My most recent prototype converts this into

{code}
cast(if (NOT (npeonnull(_2#3) = 2)) 0 else 1 as boolean)
{code}

where {{npeonnull}} is a new non-SQL expression which throws a null pointer 
exception on null inputs. If we trust our nullability analysis optimization 
rules, then we could add a trivial optimizer rule to eliminate {{npeonnull}} 
calls when their children are non-nullable.

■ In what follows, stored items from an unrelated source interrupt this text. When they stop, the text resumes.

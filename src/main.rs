mod cli;
mod config;
mod tasks;
mod tools;
mod ui;
mod workspace;

use anyhow::{Context, Result};
use clap::{CommandFactory, Parser};
use clap_complete::generate;
use cli::{Cli, Command};
use config::Config;
use procrun::{CommandRunner, DryRunRunner, SystemRunner};
use std::io;
use std::process::ExitCode;
use std::sync::Arc;
use taskgraph::Runner;
use tasks::TaskArgs;
use workspace::Workspace;

fn main() -> ExitCode {
    let cli = Cli::parse();

    // Initialize logging based on verbosity
    let log_level = match cli.verbose {
        0 => log::LevelFilter::Warn,
        1 => log::LevelFilter::Info,
        2 => log::LevelFilter::Debug,
        _ => log::LevelFilter::Trace,
    };

    env_logger::Builder::new()
        .filter_level(if cli.quiet {
            log::LevelFilter::Error
        } else {
            log_level
        })
        .format_timestamp(None)
        .init();

    match run(cli) {
        Ok(()) => ExitCode::SUCCESS,
        Err(e) => {
            ui::error(&format!("{e:#}"));
            ExitCode::FAILURE
        }
    }
}

fn run(cli: Cli) -> Result<()> {
    let root = match &cli.directory {
        Some(dir) => config::expand_path(&dir.to_string_lossy()),
        None => std::env::current_dir().context("Could not determine current directory")?,
    };
    let config = Config::load(cli.config.as_deref(), &root)?;

    let (name, args) = match &cli.command {
        Some(Command::Completions { shell }) => {
            let mut cmd = Cli::command();
            generate(*shell, &mut cmd, "dockhand", &mut io::stdout());
            return Ok(());
        }
        Some(Command::Config) => {
            print!("{}", config.to_toml()?);
            return Ok(());
        }
        Some(Command::Tasks) => return list_tasks(&root, config),
        Some(command) => {
            let (name, args) = command.task().context("Command does not name a task")?;
            (Some(name), args)
        }
        None => (None, TaskArgs::default()),
    };

    let runner: Arc<dyn CommandRunner> = if cli.dry_run {
        Arc::new(DryRunRunner)
    } else {
        Arc::new(SystemRunner)
    };
    let ws = Arc::new(Workspace::new(root, config, runner));
    let registry = tasks::registry(&ws, &args)?;
    let name = match name {
        Some(name) => name,
        None => registry
            .default_task()
            .context("No task given and no default task set")?
            .to_string(),
    };

    log::debug!("Running {name} in {}", ws.root().display());
    let mut runner = Runner::new(Arc::new(registry));
    if !cli.quiet {
        runner = runner.with_observer(ui::TaskReporter::new());
    }
    runner.run(&name)?;
    Ok(())
}

fn list_tasks(root: &std::path::Path, config: Config) -> Result<()> {
    let ws = Arc::new(Workspace::new(root, config, Arc::new(DryRunRunner)));
    let registry = tasks::registry(&ws, &TaskArgs::default())?;
    let width = registry.tasks().map(|t| t.name().len()).max().unwrap_or(0);

    ui::header("Tasks");
    for task in registry.tasks() {
        let mut description = task.description().to_string();
        if !task.prerequisites().is_empty() {
            description.push_str(&format!(" (after {})", task.prerequisites().join(", ")));
        }
        if registry.default_task() == Some(task.name()) {
            description.push_str(" [default]");
        }
        ui::kv(task.name(), &description, width);
    }
    Ok(())
}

If a user wanted to implement the SQL filter semantics here, then they could 
rewrite their closure to

{code}
      ds.filter(r => !r.isNullAt(1) && r.getInt(1) == 2)
{code}

My prototype translates this closure into

{code}
cast(if (isnull(_2#3)) 0 else if (NOT (npeonnull(_2#3) = 2)) 0 else 1 as 
boolean)
{code}

Again, I think that this could be easily simplified given some new optimizer 
rules:

- We can propagate the negation of the `if` condition into the attributes of 
the else branch.
- Therefore, we can conclude that column 2 is not null when analyzing the else 
case and can strip out the `npeonnull` check.
- After both optimizations plus cast pushdown, constant folding, and an 
optimization for rewriting {{if}} expressions with non-nullable conditions by 
the condition expression itself, I think we could produce exactly the same 
{{filter _2#3 = 2}} expression that the Catalyst expression DSL would have 
given us.

> Analyze JVM bytecode and turn closures into Catalyst expressions
> ----------------------------------------------------------------
>
>                 Key: SPARK-14083
>                 URL: https://issues.apache.org/jira/browse/SPARK-14083
>             Project: Spark
>          Issue Type: New Feature
>          Components: SQL
>            Reporter: Reynold Xin
>
> One big advantage of the Dataset API is the type safety, at the cost of 
> performance due to heavy reliance on user-defined closures/lambdas. These 
> closures are typically slower than expressions because we have more 
> flexibility to optimize expressions (known data types, no virtual function 
> calls, etc). In many cases, it's actually not going to be very difficult to 
> look into the byte code of these closures and figure out what they are trying 
> to do. If we can understand them, then we can turn them directly into 
> Catalyst expressions for more optimized executions.
> Some examples are:
> {code}
> df.map(_.name)  // equivalent to expression col("name")
> ds.groupBy(_.gender)  // equivalent to expression col("gender")
> df.filter(_.age > 18)  // equivalent to expression GreaterThan(col("age"), 
> lit(18)
> df.map(_.id + 1)  // equivalent to Add(col("age"), lit(1))
> {code}
> The goal of this ticket is to design a small framework for byte code analysis 
> and use that to convert closures/lambdas into Catalyst expressions in order 
> to speed up Dataset execution. It is a little bit futuristic, but I believe 
> it is very doable. The framework should be easy to reason about (e.g. similar 
> to Catalyst).
> Note that a big emphasis on "small" and "easy to reason about". A patch 
> should be rejected if it is too complicated or difficult to reason about.